The program aims to monitor everyone to understand what constitutes wellness, or illness, or a transition between the two. Participants in the study are also paired with a coach to give health-related advice.
[Updated with information from Ed Lazowska.] The first group of 107 have just completed one year, and their data are being analyzed. One of the 107, University of Washington computer scientist Ed Lazowska, told Xconomy the participation has already paid off in two ways. “From the first blood work, I learned that the level of mercury in my blood was distressingly high,” Lazowska said, but a conversation with his coach for the study brought out his habit of eating tuna sushi three days a week. Switching to salmon cut his blood mercury in half in a couple of months, Lazowska said.
He also said the blood work revealed high levels of a protein called homocysteine, which is implicated in heart disease and stroke. His genome scan revealed a gene variant that makes it difficult to absorb vitamin B folate, which keeps homocysteine in check. Taking a multivitamin with a more easily absorbed B vitamin brought the homocysteine back to normal. The coaching, Lazowska said, “was essential” for him, “and an interesting question is how much of it can be automated for greater scalability.”
In other words, as more people join the project—or Arivale—it won’t be sound business to give everyone a personal coach.

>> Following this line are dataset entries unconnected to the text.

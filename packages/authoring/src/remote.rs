//! Adapters backed by the Skillet REST API.
//!
//! Available with the `skillet` feature. [`RemoteStore`] persists posts
//! and media through a [`SkilletClient`], [`RemoteUploader`] streams
//! files to the upload endpoint, and [`ClientIdentity`] reads the acting
//! user off the client configuration. Pair them with a [`MediaProbe`]
//! from the embedding application; the platform has no remote probe.
//!
//! [`MediaProbe`]: crate::traits::probe::MediaProbe

use async_trait::async_trait;
use chrono::Utc;
use skillet_client::{ClientError, SkilletClient, UploadFile};

use crate::error::{StoreError, StoreResult, UploadError, UploadResult};
use crate::traits::identity::Identity;
use crate::traits::store::{MediaStore, PostStore};
use crate::traits::uploader::{MediaUploader, ProgressCallback};
use crate::types::media::{MediaKind, SelectedFile};
use crate::types::post::{Media, NewMedia, NewPost, Post};

fn backend(err: ClientError) -> StoreError {
    StoreError::Backend(Box::new(err))
}

/// Error mapping for operations addressing a record by id.
fn lookup_error(id: &str, err: ClientError) -> StoreError {
    match err {
        ClientError::Api { status: 404, .. } => StoreError::NotFound { id: id.to_string() },
        other => backend(other),
    }
}

fn upload_error(err: ClientError) -> UploadError {
    match err {
        ClientError::Api { status, message } => {
            UploadError::Rejected(format!("{} (status {})", message, status))
        }
        other => UploadError::Transport(Box::new(other)),
    }
}

fn kind_from_wire(kind: &str) -> MediaKind {
    if kind.eq_ignore_ascii_case("video") {
        MediaKind::Video
    } else {
        MediaKind::Image
    }
}

fn post_from_wire(post: skillet_client::Post) -> Post {
    Post {
        id: post.id,
        title: post.title,
        description: post.description,
        created_by: post.created_by.map(|user| user.id),
        // Endpoints that omit the timestamp get the epoch.
        created_at: post.created_at.unwrap_or_default(),
        like_count: post.like_count.unwrap_or(0),
    }
}

fn media_from_wire(media: skillet_client::Media, post_id: &str) -> Media {
    Media {
        id: media.id,
        kind: kind_from_wire(&media.kind),
        url: media.url,
        related_post: media.related_post.unwrap_or_else(|| post_id.to_string()),
    }
}

/// Post and media storage backed by the Skillet REST API.
#[derive(Clone)]
pub struct RemoteStore {
    client: SkilletClient,
}

impl RemoteStore {
    pub fn new(client: SkilletClient) -> Self {
        Self { client }
    }
}

#[async_trait]
impl PostStore for RemoteStore {
    async fn create_post(&self, post: &NewPost) -> StoreResult<Post> {
        let mut body =
            skillet_client::NewPost::new(post.title.clone(), post.description.clone());
        body.created_by = post.created_by.clone();
        let created = self.client.create_post(&body).await.map_err(backend)?;
        Ok(post_from_wire(created))
    }

    async fn update_post(&self, id: &str, post: &NewPost) -> StoreResult<Post> {
        // PUT replaces the whole record, so carry the stored timestamp and
        // like count forward instead of clobbering them.
        let current = self
            .client
            .get_post(id)
            .await
            .map_err(|e| lookup_error(id, e))?;
        let mut body =
            skillet_client::NewPost::new(post.title.clone(), post.description.clone());
        body.created_at = current.created_at.unwrap_or_else(Utc::now);
        body.like_count = current.like_count.unwrap_or(0);
        body.created_by = post.created_by.clone();
        let updated = self
            .client
            .update_post(id, &body)
            .await
            .map_err(|e| lookup_error(id, e))?;
        Ok(post_from_wire(updated))
    }

    async fn delete_post(&self, id: &str) -> StoreResult<bool> {
        self.client
            .delete_post(id)
            .await
            .map_err(|e| lookup_error(id, e))
    }

    async fn get_post(&self, id: &str) -> StoreResult<Post> {
        let post = self
            .client
            .get_post(id)
            .await
            .map_err(|e| lookup_error(id, e))?;
        Ok(post_from_wire(post))
    }

    async fn all_posts(&self) -> StoreResult<Vec<Post>> {
        let posts = self.client.all_posts().await.map_err(backend)?;
        Ok(posts.into_iter().map(post_from_wire).collect())
    }

    async fn posts_by_user(&self, user_id: &str) -> StoreResult<Vec<Post>> {
        let posts = self
            .client
            .posts_by_user(user_id)
            .await
            .map_err(backend)?;
        Ok(posts.into_iter().map(post_from_wire).collect())
    }

    async fn like_post(&self, id: &str) -> StoreResult<Post> {
        let post = self
            .client
            .like_post(id)
            .await
            .map_err(|e| lookup_error(id, e))?;
        Ok(post_from_wire(post))
    }

    async fn unlike_post(&self, id: &str) -> StoreResult<Post> {
        let post = self
            .client
            .unlike_post(id)
            .await
            .map_err(|e| lookup_error(id, e))?;
        Ok(post_from_wire(post))
    }
}

#[async_trait]
impl MediaStore for RemoteStore {
    async fn create_media(&self, media: &NewMedia) -> StoreResult<Media> {
        let body = skillet_client::NewMedia {
            kind: media.kind.as_str().to_string(),
            url: media.url.clone(),
            delete_status: false,
            related_post: media.related_post.clone(),
        };
        let created = self.client.create_media(&body).await.map_err(backend)?;
        Ok(media_from_wire(created, &media.related_post))
    }

    async fn delete_media(&self, id: &str) -> StoreResult<bool> {
        self.client
            .delete_media(id)
            .await
            .map_err(|e| lookup_error(id, e))
    }

    async fn media_by_post(&self, post_id: &str) -> StoreResult<Vec<Media>> {
        let media = self
            .client
            .media_by_post(post_id)
            .await
            .map_err(backend)?;
        Ok(media
            .into_iter()
            .map(|m| media_from_wire(m, post_id))
            .collect())
    }
}

/// Upload service backed by the Skillet multipart endpoint.
///
/// Returns the absolute file URL built from the stored path the endpoint
/// answers with.
#[derive(Clone)]
pub struct RemoteUploader {
    client: SkilletClient,
}

impl RemoteUploader {
    pub fn new(client: SkilletClient) -> Self {
        Self { client }
    }
}

#[async_trait]
impl MediaUploader for RemoteUploader {
    async fn upload(
        &self,
        file: &SelectedFile,
        related_post: &str,
        on_progress: ProgressCallback,
    ) -> UploadResult<String> {
        // Selection policy only admits classified files; an unclassified
        // one slipping through is treated as an image.
        let kind = file.kind().unwrap_or(MediaKind::Image);
        let upload = UploadFile::new(
            file.file_name.clone(),
            file.content_type.clone(),
            file.bytes.clone(),
        );
        let path = self
            .client
            .upload_media(upload, kind.as_str(), related_post, move |percent| {
                on_progress(percent)
            })
            .await
            .map_err(upload_error)?;
        Ok(self.client.media_url(&path))
    }
}

/// Identity read from the client's configured acting user.
#[derive(Clone)]
pub struct ClientIdentity {
    client: SkilletClient,
}

impl ClientIdentity {
    pub fn new(client: SkilletClient) -> Self {
        Self { client }
    }
}

impl Identity for ClientIdentity {
    fn current_user(&self) -> Option<String> {
        self.client.user_id().map(str::to_string)
    }
}

#[cfg(test)]
mod tests {
    use super::*;

    #[test]
    fn test_kind_from_wire() {
        assert_eq!(kind_from_wire("video"), MediaKind::Video);
        assert_eq!(kind_from_wire("Video"), MediaKind::Video);
        assert_eq!(kind_from_wire("image"), MediaKind::Image);
        assert_eq!(kind_from_wire("banner"), MediaKind::Image);
    }

    #[test]
    fn test_lookup_error_maps_missing_records() {
        let err = lookup_error(
            "post-9",
            ClientError::Api {
                status: 404,
                message: "no such post".into(),
            },
        );
        assert!(matches!(err, StoreError::NotFound { id } if id == "post-9"));

        let err = lookup_error(
            "post-9",
            ClientError::Api {
                status: 500,
                message: "boom".into(),
            },
        );
        assert!(matches!(err, StoreError::Backend(_)));
    }
}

From a brief description on the Arivale website, it seems the company will follow a similar formula: track participant health, share the results with them, and pair them with coaches. But how it recruits customers, what it charges them, and whether their health data is shared with the 100K project remains to be seen. Lazowska said he’s been offered a “cut rate” for re-upping with Arivale, which implies that Arivale is the next phase of the 100K project. ISB officials declined to comment.
Two people from the investment firm Maveron, which was cofounded by Starbucks mogul Howard Schultz, are listed in Washington state documents as top Arivale executives. Maveron general partner Clayton Lewis is Arivale president and chairman, and the firm’s CFO Brett Miller is listed as Arivale secretary and treasurer. Miller and Lewis could not be immediately reached for comment.
In an interview last summer around the time the 100K project launched, ISB associate director Nathan Price discussed how the 100K project could lead to myriad business opportunities, and he flagged the possibility of a venture-backed startup emerging in 2015. “We could see this becoming a commercial product, some cheaper version of the grand project that people can buy into, monitor themselves in some way,” Price told me.
He also said the 100K project could potentially serve as an “economic innovation engine” that drives new device design, new tools for informatics and analytics, and new diagnostics.
Price’s LinkedIn page lists him as an Arivale cofounder and board member.
Others affiliated with the startup are chief translational science officer Jennifer Lovejoy, who worked on the first phase of the 100K project, and chief business officer Sean Bell, who held a similar role on the 100K project. Several others listed as Arivale employees on LinkedIn were previously affiliated with ISB.
Arivale is describing itself as a “wellness service.” Hood is listed as a cofounder on an invitation to the company’s launch party, which takes place Monday at Seattle’s Palace Ballroom.
Ben Romano contributed to this report.